**Instructions for the task:** Write out every line below that includes the word "derive".

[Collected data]
★ ★ ★ ★
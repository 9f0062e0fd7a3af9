#![forbid(unsafe_code)]

//! SQL generation for [`SqlModel`] graphs.
//!
//! Every distinct node below the compiled root becomes one named CTE and is
//! referred to by name wherever it is used, so the size of the output is
//! linear in the number of distinct nodes however many paths lead to them.
//! A source without references names an existing relation and is inlined
//! where referenced; a source with references is a CTE like any other node.
//!
//! Nodes sharing a name must share a body. When such nodes differ only in
//! materialization they are one definition: a persisted form wins over a
//! query, and a query over a CTE.

use std::collections::{HashMap, HashSet};
use std::sync::Arc;

use serde::Serialize;
use sm_dialect::{Dialect, DialectError, create_statement, quote_identifier};
use sm_model::{Materialization, SqlModel};
use sm_template::FieldKind;
use thiserror::Error;

#[derive(Debug, Error, Clone, PartialEq, Eq)]
pub enum GeneratorError {
    #[error("No models to compile: {model} is a source without references")]
    NoModelsToCompile { model: String },
    #[error(
        "name {name:?} is used multiple times but with different definitions \
         (hashes {first_hash} and {second_hash})"
    )]
    NameCollision {
        name: String,
        first_hash: String,
        second_hash: String,
    },
    #[error("{model}: template field {field:?} does not resolve to a reference")]
    UnresolvedField { model: String, field: String },
    #[error(transparent)]
    Dialect(#[from] DialectError),
}

/// One executable statement produced by [`to_sql_materialized_nodes`].
#[derive(Debug, Clone, PartialEq, Eq, Serialize)]
pub struct GeneratedSqlStatement {
    /// Name of the node the statement was compiled from.
    pub name: String,
    pub sql: String,
    /// `Query` for plain selects, otherwise the kind of object created.
    pub materialization: Materialization,
}

/// Compile `model` into a single select statement.
///
/// Every node below `model`, except reference-free sources, is emitted as a
/// CTE, including nodes that would be persisted by
/// [`to_sql_materialized_nodes`]. Column names are checked against the
/// dialect's rules for the root and every emitted CTE.
pub fn to_sql(dialect: Dialect, model: &Arc<SqlModel>) -> Result<String, GeneratorError> {
    ensure_compilable(model)?;
    let definitions = Definitions::collect(model)?;
    StatementCompiler::new(dialect, &definitions, model, false).compile()
}

/// Compile the graph below `start_node` into the ordered statements that
/// create every persisted node and select every query node.
///
/// Persisted nodes (views, tables, temporary tables) are read by name from
/// the statements that depend on them. Query nodes get their own select and
/// are also inlined as CTEs wherever they are used. Statements creating an
/// object always come before statements reading it. With
/// `include_start_node`, `start_node` is compiled last; a CTE start node is
/// compiled as a query.
pub fn to_sql_materialized_nodes(
    dialect: Dialect,
    start_node: &Arc<SqlModel>,
    include_start_node: bool,
) -> Result<Vec<GeneratedSqlStatement>, GeneratorError> {
    ensure_compilable(start_node)?;
    let definitions = Definitions::collect(start_node)?;

    let nodes = definitions.materialized_nodes(start_node, include_start_node);
    if nodes.is_empty() {
        return Err(GeneratorError::NoModelsToCompile {
            model: start_node.name().to_owned(),
        });
    }

    let mut statements = Vec::with_capacity(nodes.len());
    for node in &nodes {
        let select = StatementCompiler::new(dialect, &definitions, node, true).compile()?;
        let (sql, materialization) = match node.materialization().persisted_kind() {
            Some(kind) => (
                create_statement(dialect, kind, node.name(), &select)?,
                node.materialization(),
            ),
            None => (select, Materialization::Query),
        };
        statements.push(GeneratedSqlStatement {
            name: node.name().to_owned(),
            sql,
            materialization,
        });
    }

    #[cfg(feature = "tracing")]
    tracing::debug!(
        root = start_node.name(),
        %dialect,
        statements = statements.len(),
        "compiled materialized nodes"
    );
    Ok(statements)
}

/// Nodes that [`to_sql_materialized_nodes`] compiles into statements, in
/// statement order. Nodes sharing a name appear once, in their winning
/// materialization.
pub fn get_materialized_nodes(
    start_node: &Arc<SqlModel>,
    include_start_node: bool,
) -> Result<Vec<Arc<SqlModel>>, GeneratorError> {
    let definitions = Definitions::collect(start_node)?;
    Ok(definitions.materialized_nodes(start_node, include_start_node))
}

fn ensure_compilable(model: &SqlModel) -> Result<(), GeneratorError> {
    if is_inlined(model) {
        return Err(GeneratorError::NoModelsToCompile {
            model: model.name().to_owned(),
        });
    }
    Ok(())
}

/// A source without references is the name of an existing relation.
fn is_inlined(node: &SqlModel) -> bool {
    node.materialization() == Materialization::Source && node.references().is_empty()
}

fn precedence(materialization: Materialization) -> u8 {
    match materialization {
        Materialization::View | Materialization::Table | Materialization::TempTable => 3,
        Materialization::Query => 2,
        Materialization::Cte => 1,
        Materialization::Source => 0,
    }
}

// ── Name resolution ─────────────────────────────────────────────────────

/// One definition per name in a graph.
struct Definitions {
    by_name: HashMap<String, Arc<SqlModel>>,
}

impl Definitions {
    /// Every name in the graph must belong to exactly one body.
    fn collect(root: &Arc<SqlModel>) -> Result<Self, GeneratorError> {
        let mut by_name: HashMap<String, Arc<SqlModel>> = HashMap::new();
        let mut stack: Vec<&Arc<SqlModel>> = vec![root];
        while let Some(node) = stack.pop() {
            match by_name.get_mut(node.name()) {
                Some(first) => {
                    if first.hash() != node.hash() {
                        return Err(GeneratorError::NameCollision {
                            name: node.name().to_owned(),
                            first_hash: first.hash().to_owned(),
                            second_hash: node.hash().to_owned(),
                        });
                    }
                    if precedence(node.materialization()) > precedence(first.materialization()) {
                        *first = Arc::clone(node);
                    }
                    // Same body reached again; its subtree is already queued.
                }
                None => {
                    by_name.insert(node.name().to_owned(), Arc::clone(node));
                    stack.extend(node.references().values());
                }
            }
        }
        Ok(Self { by_name })
    }

    fn resolve<'a>(&'a self, node: &'a Arc<SqlModel>) -> &'a Arc<SqlModel> {
        self.by_name.get(node.name()).unwrap_or(node)
    }

    fn materialized_nodes(
        &self,
        start_node: &Arc<SqlModel>,
        include_start_node: bool,
    ) -> Vec<Arc<SqlModel>> {
        fn visit<'a>(
            definitions: &'a Definitions,
            node: &'a Arc<SqlModel>,
            visited: &mut HashSet<&'a str>,
            out: &mut Vec<Arc<SqlModel>>,
        ) {
            for child in node.references().values() {
                let child = definitions.resolve(child);
                if visited.insert(child.name()) {
                    visit(definitions, child, visited, out);
                    if child.materialization().is_statement() {
                        out.push(Arc::clone(child));
                    }
                }
            }
        }

        let start_node = self.resolve(start_node);
        let mut visited = HashSet::from([start_node.name()]);
        let mut out = Vec::new();
        visit(self, start_node, &mut visited, &mut out);
        if include_start_node {
            out.push(Arc::clone(start_node));
        }
        out
    }
}

// ── Statement compilation ───────────────────────────────────────────────

struct StatementCompiler<'a> {
    dialect: Dialect,
    definitions: &'a Definitions,
    root: &'a Arc<SqlModel>,
    /// Read persisted nodes by name instead of defining them as CTEs.
    persisted_are_opaque: bool,
    visited: HashSet<&'a str>,
    ctes: Vec<(String, String)>,
}

impl<'a> StatementCompiler<'a> {
    fn new(
        dialect: Dialect,
        definitions: &'a Definitions,
        root: &'a Arc<SqlModel>,
        persisted_are_opaque: bool,
    ) -> Self {
        Self {
            dialect,
            definitions,
            root,
            persisted_are_opaque,
            visited: HashSet::from([root.name()]),
            ctes: Vec::new(),
        }
    }

    fn compile(mut self) -> Result<String, GeneratorError> {
        let root = self.root;
        root.validate_columns(self.dialect)?;
        self.collect(root)?;
        let body = self.render_body(root)?;

        #[cfg(feature = "tracing")]
        tracing::debug!(
            root = self.root.name(),
            dialect = %self.dialect,
            ctes = self.ctes.len(),
            "compiled statement"
        );

        if self.ctes.is_empty() {
            return Ok(body);
        }
        let definitions = self
            .ctes
            .iter()
            .map(|(name, sql)| format!("{} as (\n{sql}\n)", quote_identifier(self.dialect, name)))
            .collect::<Vec<_>>()
            .join(",\n");
        Ok(format!("with {definitions}\n{body}"))
    }

    fn is_opaque(&self, node: &SqlModel) -> bool {
        self.persisted_are_opaque && node.materialization().is_persisted()
    }

    /// Post-order walk adding each CTE after the CTEs it uses.
    fn collect(&mut self, node: &'a Arc<SqlModel>) -> Result<(), GeneratorError> {
        let definitions = self.definitions;
        for child in node.references().values() {
            let child = definitions.resolve(child);
            if !self.visited.insert(child.name()) {
                continue;
            }
            if self.is_opaque(child) || is_inlined(child) {
                continue;
            }
            self.collect(child)?;
            child.validate_columns(self.dialect)?;
            let sql = self.render_body(child)?;
            self.ctes.push((child.name().to_owned(), sql));
        }
        Ok(())
    }

    fn render_body(&self, node: &SqlModel) -> Result<String, GeneratorError> {
        node.resolved_template().render(|kind, field| {
            let child = match kind {
                FieldKind::Reference => node.reference(field),
                FieldKind::Placeholder => None,
            };
            let Some(child) = child else {
                return Err(GeneratorError::UnresolvedField {
                    model: node.name().to_owned(),
                    field: field.to_owned(),
                });
            };
            let child = self.definitions.resolve(child);
            if is_inlined(child) {
                self.render_body(child)
            } else {
                Ok(quote_identifier(self.dialect, child.name()))
            }
        })
    }
}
★ ★ ★ ★
**Answer box:**
#[derive(Debug, Error, Clone, PartialEq, Eq)]
#[derive(Debug, Clone, PartialEq, Eq, Serialize)]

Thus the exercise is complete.